DATA SUPPLIED:
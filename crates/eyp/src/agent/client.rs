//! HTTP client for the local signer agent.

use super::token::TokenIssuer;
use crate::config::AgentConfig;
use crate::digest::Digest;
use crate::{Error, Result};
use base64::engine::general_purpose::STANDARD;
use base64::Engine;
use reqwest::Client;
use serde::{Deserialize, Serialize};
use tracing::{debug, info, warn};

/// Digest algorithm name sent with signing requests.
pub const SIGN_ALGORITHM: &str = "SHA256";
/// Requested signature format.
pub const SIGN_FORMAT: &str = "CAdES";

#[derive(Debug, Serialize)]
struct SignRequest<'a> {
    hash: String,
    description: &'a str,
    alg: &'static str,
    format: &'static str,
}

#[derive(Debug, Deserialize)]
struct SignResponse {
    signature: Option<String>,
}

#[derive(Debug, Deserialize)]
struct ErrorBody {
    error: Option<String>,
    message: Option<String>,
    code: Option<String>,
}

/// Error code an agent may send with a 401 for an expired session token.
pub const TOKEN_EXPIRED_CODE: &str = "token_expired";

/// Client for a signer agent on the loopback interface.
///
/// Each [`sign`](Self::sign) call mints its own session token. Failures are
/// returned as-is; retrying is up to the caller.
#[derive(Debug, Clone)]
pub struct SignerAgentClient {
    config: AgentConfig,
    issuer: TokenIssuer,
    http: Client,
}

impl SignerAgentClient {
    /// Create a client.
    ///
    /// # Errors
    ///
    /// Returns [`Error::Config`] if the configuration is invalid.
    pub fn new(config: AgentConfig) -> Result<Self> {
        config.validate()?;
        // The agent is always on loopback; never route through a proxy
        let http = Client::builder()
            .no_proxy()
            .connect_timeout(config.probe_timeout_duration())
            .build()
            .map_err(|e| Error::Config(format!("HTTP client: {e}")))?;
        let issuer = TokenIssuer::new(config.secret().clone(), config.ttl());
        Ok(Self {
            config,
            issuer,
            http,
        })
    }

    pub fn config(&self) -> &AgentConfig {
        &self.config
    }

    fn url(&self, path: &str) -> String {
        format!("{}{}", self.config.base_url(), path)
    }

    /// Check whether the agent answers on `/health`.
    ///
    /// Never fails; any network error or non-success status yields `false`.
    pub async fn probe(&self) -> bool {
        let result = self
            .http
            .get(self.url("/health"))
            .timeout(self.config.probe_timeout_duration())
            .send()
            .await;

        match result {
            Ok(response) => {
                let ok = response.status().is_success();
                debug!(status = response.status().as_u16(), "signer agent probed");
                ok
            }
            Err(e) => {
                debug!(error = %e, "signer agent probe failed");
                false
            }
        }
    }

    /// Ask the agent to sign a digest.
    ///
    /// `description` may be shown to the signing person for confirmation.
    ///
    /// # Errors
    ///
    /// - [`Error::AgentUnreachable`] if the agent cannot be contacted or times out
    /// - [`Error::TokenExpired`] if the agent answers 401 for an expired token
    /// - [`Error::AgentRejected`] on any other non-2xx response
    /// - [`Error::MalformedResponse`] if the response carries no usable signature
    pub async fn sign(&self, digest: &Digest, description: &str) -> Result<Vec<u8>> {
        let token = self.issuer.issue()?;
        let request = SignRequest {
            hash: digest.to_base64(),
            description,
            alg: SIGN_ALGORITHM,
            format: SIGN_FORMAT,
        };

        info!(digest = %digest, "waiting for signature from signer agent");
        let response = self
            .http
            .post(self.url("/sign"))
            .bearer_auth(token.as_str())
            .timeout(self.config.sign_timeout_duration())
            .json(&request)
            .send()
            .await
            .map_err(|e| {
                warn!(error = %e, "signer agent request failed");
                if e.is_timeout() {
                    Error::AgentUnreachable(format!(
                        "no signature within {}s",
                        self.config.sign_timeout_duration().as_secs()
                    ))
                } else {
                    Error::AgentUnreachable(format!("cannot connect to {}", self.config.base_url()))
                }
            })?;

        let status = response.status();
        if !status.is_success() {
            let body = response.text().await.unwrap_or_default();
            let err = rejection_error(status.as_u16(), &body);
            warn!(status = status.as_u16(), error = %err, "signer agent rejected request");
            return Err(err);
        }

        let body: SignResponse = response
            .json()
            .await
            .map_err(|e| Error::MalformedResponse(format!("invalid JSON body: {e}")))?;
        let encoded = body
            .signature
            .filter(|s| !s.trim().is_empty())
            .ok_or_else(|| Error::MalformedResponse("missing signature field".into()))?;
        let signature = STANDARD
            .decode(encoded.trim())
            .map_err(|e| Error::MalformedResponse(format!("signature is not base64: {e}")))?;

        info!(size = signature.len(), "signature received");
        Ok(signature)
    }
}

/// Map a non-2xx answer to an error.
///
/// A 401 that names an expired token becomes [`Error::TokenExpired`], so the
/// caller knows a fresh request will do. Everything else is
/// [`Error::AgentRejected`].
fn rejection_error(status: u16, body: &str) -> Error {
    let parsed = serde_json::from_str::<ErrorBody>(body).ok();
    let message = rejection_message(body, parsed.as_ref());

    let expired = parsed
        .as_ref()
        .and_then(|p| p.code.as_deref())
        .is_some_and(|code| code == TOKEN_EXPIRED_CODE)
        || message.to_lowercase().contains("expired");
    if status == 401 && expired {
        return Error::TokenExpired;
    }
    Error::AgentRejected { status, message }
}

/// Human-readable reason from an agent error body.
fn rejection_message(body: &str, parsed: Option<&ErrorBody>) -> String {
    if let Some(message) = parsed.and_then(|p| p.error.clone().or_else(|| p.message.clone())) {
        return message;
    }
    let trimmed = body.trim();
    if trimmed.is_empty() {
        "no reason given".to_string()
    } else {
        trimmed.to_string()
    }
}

...

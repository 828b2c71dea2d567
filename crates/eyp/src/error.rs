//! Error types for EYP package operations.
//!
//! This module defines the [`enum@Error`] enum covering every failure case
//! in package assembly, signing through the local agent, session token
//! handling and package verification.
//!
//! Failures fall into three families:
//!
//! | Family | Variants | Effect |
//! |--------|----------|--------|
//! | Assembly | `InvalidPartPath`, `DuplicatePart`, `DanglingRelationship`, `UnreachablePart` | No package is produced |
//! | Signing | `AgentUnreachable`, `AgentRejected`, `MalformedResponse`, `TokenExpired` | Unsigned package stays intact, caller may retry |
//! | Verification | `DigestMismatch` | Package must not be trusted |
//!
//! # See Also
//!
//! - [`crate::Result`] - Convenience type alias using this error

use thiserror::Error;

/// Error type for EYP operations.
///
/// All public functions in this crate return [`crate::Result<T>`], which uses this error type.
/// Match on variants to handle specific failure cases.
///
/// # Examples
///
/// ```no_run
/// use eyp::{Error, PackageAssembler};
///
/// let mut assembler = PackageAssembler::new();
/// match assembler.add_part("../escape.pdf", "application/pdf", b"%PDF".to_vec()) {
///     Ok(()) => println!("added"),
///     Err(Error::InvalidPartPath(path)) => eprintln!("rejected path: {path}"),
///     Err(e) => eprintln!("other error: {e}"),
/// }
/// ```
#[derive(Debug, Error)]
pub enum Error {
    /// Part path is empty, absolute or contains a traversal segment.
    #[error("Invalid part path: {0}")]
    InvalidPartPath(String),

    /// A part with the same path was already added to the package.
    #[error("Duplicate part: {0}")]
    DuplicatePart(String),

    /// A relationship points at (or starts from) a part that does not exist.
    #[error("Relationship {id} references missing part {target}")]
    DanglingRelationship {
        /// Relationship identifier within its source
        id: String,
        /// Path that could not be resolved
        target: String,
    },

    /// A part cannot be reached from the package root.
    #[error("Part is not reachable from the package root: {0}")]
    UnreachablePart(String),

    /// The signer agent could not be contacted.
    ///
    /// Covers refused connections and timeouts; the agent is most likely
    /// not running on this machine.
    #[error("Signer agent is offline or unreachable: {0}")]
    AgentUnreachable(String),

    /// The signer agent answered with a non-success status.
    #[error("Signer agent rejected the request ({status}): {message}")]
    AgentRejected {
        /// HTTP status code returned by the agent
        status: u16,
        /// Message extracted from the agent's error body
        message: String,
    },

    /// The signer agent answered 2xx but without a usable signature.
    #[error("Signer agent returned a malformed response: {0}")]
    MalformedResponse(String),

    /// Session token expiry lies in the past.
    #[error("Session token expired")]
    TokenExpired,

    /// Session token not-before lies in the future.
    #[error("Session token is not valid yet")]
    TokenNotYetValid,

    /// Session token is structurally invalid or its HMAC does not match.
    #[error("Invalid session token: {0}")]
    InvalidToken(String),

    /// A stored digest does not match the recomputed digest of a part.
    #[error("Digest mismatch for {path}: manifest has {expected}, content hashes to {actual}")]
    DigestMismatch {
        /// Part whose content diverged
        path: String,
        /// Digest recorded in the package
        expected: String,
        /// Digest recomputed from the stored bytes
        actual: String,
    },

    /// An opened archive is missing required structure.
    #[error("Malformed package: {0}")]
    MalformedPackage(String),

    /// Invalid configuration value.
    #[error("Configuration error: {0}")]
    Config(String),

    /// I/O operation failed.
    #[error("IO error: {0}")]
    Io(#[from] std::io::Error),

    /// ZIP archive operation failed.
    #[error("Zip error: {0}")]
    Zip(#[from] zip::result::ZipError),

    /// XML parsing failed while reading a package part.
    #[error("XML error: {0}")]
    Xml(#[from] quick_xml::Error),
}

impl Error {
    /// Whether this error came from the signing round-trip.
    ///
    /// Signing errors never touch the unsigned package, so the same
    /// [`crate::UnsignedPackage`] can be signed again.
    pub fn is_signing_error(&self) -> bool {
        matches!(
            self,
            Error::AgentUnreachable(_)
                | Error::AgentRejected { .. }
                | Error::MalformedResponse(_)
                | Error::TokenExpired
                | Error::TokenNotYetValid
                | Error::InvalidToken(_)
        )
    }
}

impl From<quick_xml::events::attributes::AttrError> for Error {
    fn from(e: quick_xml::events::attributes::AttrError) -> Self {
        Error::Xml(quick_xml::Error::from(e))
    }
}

TO DO:
Every line where "events" appears must be returned from the listing above.

YOUR RESPONSE:
impl From<quick_xml::events::attributes::AttrError> for Error {
    fn from(e: quick_xml::events::attributes::AttrError) -> Self {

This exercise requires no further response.